_Exercise brief:_ Whenever a line of the data below holds the string "handlers", copy that line.

■ ■ ■ ■ ■ ■ ■

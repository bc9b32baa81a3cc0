//! Article service for business logic operations.
//!
//! Every operation returns the article joined with its author.

use crate::error::{AppError, AppResult};
use crate::models::{ArticleWithAuthor, NewArticle, UpdateArticle};
use crate::repositories::ArticleRepository;

#[derive(Clone)]
pub struct ArticleService {
    repo: ArticleRepository,
}

impl ArticleService {
    pub fn new(repo: ArticleRepository) -> Self {
        Self { repo }
    }

    pub async fn create(&self, new_article: NewArticle) -> AppResult<ArticleWithAuthor> {
        self.repo.create(new_article).await
    }

    /// Published articles only.
    pub async fn find_all(&self) -> AppResult<Vec<ArticleWithAuthor>> {
        self.repo.list_by_published(true).await
    }

    /// Unpublished articles only.
    pub async fn find_drafts(&self) -> AppResult<Vec<ArticleWithAuthor>> {
        self.repo.list_by_published(false).await
    }

    pub async fn find_one(&self, id: i32) -> AppResult<ArticleWithAuthor> {
        self.repo
            .find_by_id(id)
            .await?
            .ok_or(AppError::RecordNotFound { cause: None })
    }

    pub async fn update(&self, id: i32, changes: UpdateArticle) -> AppResult<ArticleWithAuthor> {
        self.repo.update(id, changes).await
    }

    pub async fn remove(&self, id: i32) -> AppResult<ArticleWithAuthor> {
        self.repo.delete(id).await
    }

    pub async fn count(&self) -> AppResult<i64> {
        self.repo.count().await
    }
}
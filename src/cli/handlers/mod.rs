//! Command handlers for CLI operations
//!
//! This module contains handlers for different CLI commands,
//! separating command execution logic from parsing and validation.

pub mod migrate;
pub mod serve;
pub mod smoke;

pub use migrate::MigrateCommandHandler;
pub use serve::ServeCommandHandler;
pub use smoke::{SmokeCommandHandler, SmokeReport};
//! Request helpers shared by the HTTP handlers.

pub mod validate;

pub use validate::{ValidatedJson, ValidatedPath};
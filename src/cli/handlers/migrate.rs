//! Migrate command handler
//!
//! Applies, previews or reverts the embedded migrations.

use crate::config::Settings;
use crate::db::{pending_migrations, revert_migrations, run_pending_migrations};
use crate::error::AppResult;

/// Handler for the migrate command
pub struct MigrateCommandHandler {
    config: Settings,
}

impl MigrateCommandHandler {
    pub fn new(config: Settings) -> Self {
        Self { config }
    }

    /// Execute the migrate command with dry-run and rollback support
    ///
    /// # Errors
    /// - Database configuration or connection errors
    /// - Migration execution errors
    /// - Rollback requests larger than the applied history
    pub async fn execute(&self, dry_run: bool, rollback: Option<u32>) -> AppResult<()> {
        self.config.database.validate()?;
        let url = self.config.database.url.as_str();

        if dry_run {
            let pending = pending_migrations(url).await?;
            if pending.is_empty() {
                println!("✓ No pending migrations found - database is up to date");
            } else {
                println!("Found {} pending migration(s):", pending.len());
                print_list(&pending);
                println!("\nRun without --dry-run to apply these migrations");
            }
            return Ok(());
        }

        if let Some(steps) = rollback {
            println!("Rolling back {} migration(s)...", steps);
            let reverted = revert_migrations(url, steps).await?;
            tracing::info!(count = reverted.len(), "Migrations reverted");
            println!("✓ Rolled back {} migration(s):", reverted.len());
            print_list(&reverted);
            return Ok(());
        }

        println!("Running database migrations...");
        let applied = run_pending_migrations(url).await?;
        tracing::info!(count = applied.len(), "Migrations applied");
        if applied.is_empty() {
            println!("✓ No migrations to apply - database is already up to date");
        } else {
            println!("✓ Applied {} migration(s):", applied.len());
            print_list(&applied);
        }

        Ok(())
    }

    pub fn config(&self) -> &Settings {
        &self.config
    }
}

fn print_list(names: &[String]) {
    for name in names {
        println!("  - {}", name);
    }
}

#[cfg(test)]
mod tests {
    use super::*;
    use crate::error::AppError;

    fn valid_config() -> Settings {
        let mut config = Settings::default();
        config.database.url = "postgres://localhost/median".to_string();
        config
    }

    #[test]
    fn test_migrate_handler_new() {
        let config = valid_config();
        let handler = MigrateCommandHandler::new(config.clone());
        assert_eq!(handler.config(), &config);
    }

    #[tokio::test]
    async fn test_zero_rollback_steps_rejected_before_connecting() {
        let handler = MigrateCommandHandler::new(valid_config());

        match handler.execute(false, Some(0)).await {
            Err(AppError::BadRequest { message }) => {
                assert!(message.contains("must be greater than 0"))
            }
            other => panic!("Expected BadRequest, got {:?}", other),
        }
    }

    #[tokio::test]
    async fn test_missing_database_url_is_configuration_error() {
        let handler = MigrateCommandHandler::new(Settings::default());
        let result = handler.execute(true, None).await;
        assert!(matches!(result, Err(AppError::Configuration { key, .. }) if key == "database.url"));
    }
}
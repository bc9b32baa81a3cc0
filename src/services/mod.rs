//! Service layer for business logic operations.
//!
//! Services encapsulate business logic and coordinate between
//! repositories and handlers.

mod article_service;
mod user_service;

pub use article_service::ArticleService;
pub use user_service::UserService;

use crate::repositories::Repositories;

/// Aggregates all services for convenient access.
///
/// Cloning is cheap since underlying pools use `Arc` internally.
#[derive(Clone)]
pub struct Services {
    pub users: UserService,
    pub articles: ArticleService,
}

impl Services {
    pub fn new(repos: Repositories) -> Self {
        Self {
            users: UserService::new(repos.users),
            articles: ArticleService::new(repos.articles),
        }
    }
}
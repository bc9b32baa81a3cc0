//! Error handler for converting AppError to HTTP responses.
//!
//! Every error leaves the server as the same JSON shape,
//! `{"statusCode": .., "message": ..}`, optionally with `error` and `errors`.

use axum::{
    Json,
    body::Body,
    extract::Request,
    http::{StatusCode, header},
    middleware::Next,
    response::{IntoResponse, Response},
};

use crate::api::dto::{ErrorResponse, FieldError};
use crate::error::AppError;

/// Upper bound on a plain-text error body read back by [`global_error_handler`]
const MAX_ERROR_BODY: usize = 16 * 1024;

/// # Status Code Mapping
/// - UniqueViolation → 409 CONFLICT
/// - RecordNotFound → 404 NOT_FOUND
/// - ValidationErrors, BadRequest → 400 BAD_REQUEST
/// - Database, Configuration, Internal → 500 INTERNAL_SERVER_ERROR
pub fn error_to_status_code(error: &AppError) -> StatusCode {
    match error {
        AppError::UniqueViolation { .. } => StatusCode::CONFLICT,
        AppError::RecordNotFound { .. } => StatusCode::NOT_FOUND,
        AppError::ValidationErrors { .. } | AppError::BadRequest { .. } => StatusCode::BAD_REQUEST,
        AppError::Database { .. } | AppError::Configuration { .. } | AppError::Internal { .. } => {
            StatusCode::INTERNAL_SERVER_ERROR
        }
    }
}

impl IntoResponse for AppError {
    fn into_response(self) -> Response {
        let status = error_to_status_code(&self);

        if status.is_server_error() {
            tracing::error!(error = %self, cause = ?self, "Request failed");
        }

        let mut body = ErrorResponse::new(status.as_u16(), self.public_message());

        match self {
            AppError::ValidationErrors { errors } => {
                let errors = errors
                    .into_iter()
                    .map(|e| FieldError {
                        field: e.field,
                        message: e.message,
                    })
                    .collect();
                body = body.with_error(reason_phrase(status)).with_errors(errors);
            }
            AppError::BadRequest { .. } => {
                body = body.with_error(reason_phrase(status));
            }
            _ => {}
        }

        (status, Json(body)).into_response()
    }
}

fn reason_phrase(status: StatusCode) -> &'static str {
    status.canonical_reason().unwrap_or("Error")
}

/// Rewrites error responses produced outside the handlers (unknown route,
/// wrong method, timeouts) into the JSON error shape.
///
/// Responses that already carry JSON pass through untouched.
pub async fn global_error_handler(request: Request, next: Next) -> Response {
    let method = request.method().clone();
    let path = request.uri().path().to_string();

    let response = next.run(request).await;
    let status = response.status();

    if !(status.is_client_error() || status.is_server_error()) || is_json(&response) {
        return response;
    }

    let (parts, body) = response.into_parts();
    let text = axum::body::to_bytes(body, MAX_ERROR_BODY)
        .await
        .map(|bytes| String::from_utf8_lossy(&bytes).trim().to_string())
        .unwrap_or_default();

    let message = if status == StatusCode::NOT_FOUND && text.is_empty() {
        format!("Cannot {} {}", method, path)
    } else if status.is_server_error() {
        "Internal server error".to_string()
    } else if text.is_empty() {
        reason_phrase(status).to_string()
    } else {
        text
    };

    let error_body = ErrorResponse::new(status.as_u16(), message).with_error(reason_phrase(status));

    let mut response = (status, Json(error_body)).into_response();
    for (name, value) in parts.headers.iter() {
        if name != header::CONTENT_TYPE && name != header::CONTENT_LENGTH {
            response.headers_mut().append(name.clone(), value.clone());
        }
    }
    response
}

fn is_json(response: &Response<Body>) -> bool {
    response
        .headers()
        .get(header::CONTENT_TYPE)
        .and_then(|v| v.to_str().ok())
        .map(|v| v.starts_with("application/json"))
        .unwrap_or(false)
}

#[cfg(test)]
mod tests {
    use super::*;
    use crate::error::{UniqueTarget, ValidationFieldError};
    use axum::{Router, middleware, routing::get};
    use serde_json::{Value, json};
    use tower::ServiceExt;

    async fn body_json(response: Response) -> Value {
        let bytes = axum::body::to_bytes(response.into_body(), usize::MAX)
            .await
            .unwrap();
        serde_json::from_slice(&bytes).unwrap()
    }

    #[tokio::test]
    async fn test_unique_violation_is_409() {
        let error = AppError::UniqueViolation {
            target: Some(UniqueTarget::Fields(vec!["email".to_string()])),
        };
        let response = error.into_response();

        assert_eq!(response.status(), StatusCode::CONFLICT);
        assert_eq!(
            body_json(response).await,
            json!({
                "statusCode": 409,
                "message": "Unique constraint failed on the fields: (`email`)"
            })
        );
    }

    #[tokio::test]
    async fn test_record_not_found_is_404_with_cause() {
        let response = AppError::record_not_found("Record to update not found.").into_response();

        assert_eq!(response.status(), StatusCode::NOT_FOUND);
        assert_eq!(
            body_json(response).await,
            json!({"statusCode": 404, "message": "Record to update not found."})
        );
    }

    #[tokio::test]
    async fn test_record_not_found_default_message() {
        let response = AppError::RecordNotFound { cause: None }.into_response();
        let body = body_json(response).await;
        assert_eq!(body["message"], "Record not found.");
    }

    #[tokio::test]
    async fn test_database_error_does_not_leak_details() {
        let error = AppError::Database {
            operation: "insert article".to_string(),
            source: anyhow::anyhow!("relation \"articles\" does not exist"),
        };
        let response = error.into_response();

        assert_eq!(response.status(), StatusCode::INTERNAL_SERVER_ERROR);
        assert_eq!(
            body_json(response).await,
            json!({"statusCode": 500, "message": "Internal server error"})
        );
    }

    #[tokio::test]
    async fn test_validation_errors_list_fields() {
        let error = AppError::ValidationErrors {
            errors: vec![ValidationFieldError {
                field: "email".to_string(),
                message: "email must be an email".to_string(),
            }],
        };
        let response = error.into_response();

        assert_eq!(response.status(), StatusCode::BAD_REQUEST);
        assert_eq!(
            body_json(response).await,
            json!({
                "statusCode": 400,
                "message": "email must be an email",
                "error": "Bad Request",
                "errors": [{"field": "email", "message": "email must be an email"}]
            })
        );
    }

    fn app() -> Router {
        Router::new()
            .route("/ok", get(|| async { "fine" }))
            .route(
                "/plain",
                get(|| async { (StatusCode::UNPROCESSABLE_ENTITY, "nope") }),
            )
            .route(
                "/json",
                get(|| async { AppError::RecordNotFound { cause: None } }),
            )
            .layer(middleware::from_fn(global_error_handler))
    }

    #[tokio::test]
    async fn test_unknown_route_becomes_json_404() {
        let response = app()
            .oneshot(Request::builder().uri("/missing").body(Body::empty()).unwrap())
            .await
            .unwrap();

        assert_eq!(response.status(), StatusCode::NOT_FOUND);
        assert_eq!(
            body_json(response).await,
            json!({"statusCode": 404, "message": "Cannot GET /missing", "error": "Not Found"})
        );
    }

    #[tokio::test]
    async fn test_plain_text_error_is_wrapped() {
        let response = app()
            .oneshot(Request::builder().uri("/plain").body(Body::empty()).unwrap())
            .await
            .unwrap();

        assert_eq!(response.status(), StatusCode::UNPROCESSABLE_ENTITY);
        let body = body_json(response).await;
        assert_eq!(body["message"], "nope");
        assert_eq!(body["statusCode"], 422);
    }

    #[tokio::test]
    async fn test_timeout_becomes_json_408() {
        let app = Router::new()
            .route(
                "/slow",
                get(|| async {
                    tokio::time::sleep(std::time::Duration::from_secs(5)).await;
                    "late"
                }),
            )
            .layer(tower_http::timeout::TimeoutLayer::with_status_code(
                StatusCode::REQUEST_TIMEOUT,
                std::time::Duration::from_millis(10),
            ))
            .layer(middleware::from_fn(global_error_handler));

        let response = app
            .oneshot(Request::builder().uri("/slow").body(Body::empty()).unwrap())
            .await
            .unwrap();

        assert_eq!(response.status(), StatusCode::REQUEST_TIMEOUT);
        assert_eq!(
            body_json(response).await,
            json!({"statusCode": 408, "message": "Request Timeout", "error": "Request Timeout"})
        );
    }

    #[tokio::test]
    async fn test_json_errors_and_successes_pass_through() {
        let response = app()
            .oneshot(Request::builder().uri("/json").body(Body::empty()).unwrap())
            .await
            .unwrap();
        assert_eq!(body_json(response).await["message"], "Record not found.");

        let response = app()
            .oneshot(Request::builder().uri("/ok").body(Body::empty()).unwrap())
            .await
            .unwrap();
        assert_eq!(response.status(), StatusCode::OK);
    }
}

■ ■ ■ ■ ■ ■ ■

_Result:_
filename src/cli/handlers/mod.rs
//! Command handlers for CLI operations
//! This module contains handlers for different CLI commands,
//! Request helpers shared by the HTTP handlers.
filename src/cli/handlers/migrate.rs
//! repositories and handlers.
/// Rewrites error responses produced outside the handlers (unknown route,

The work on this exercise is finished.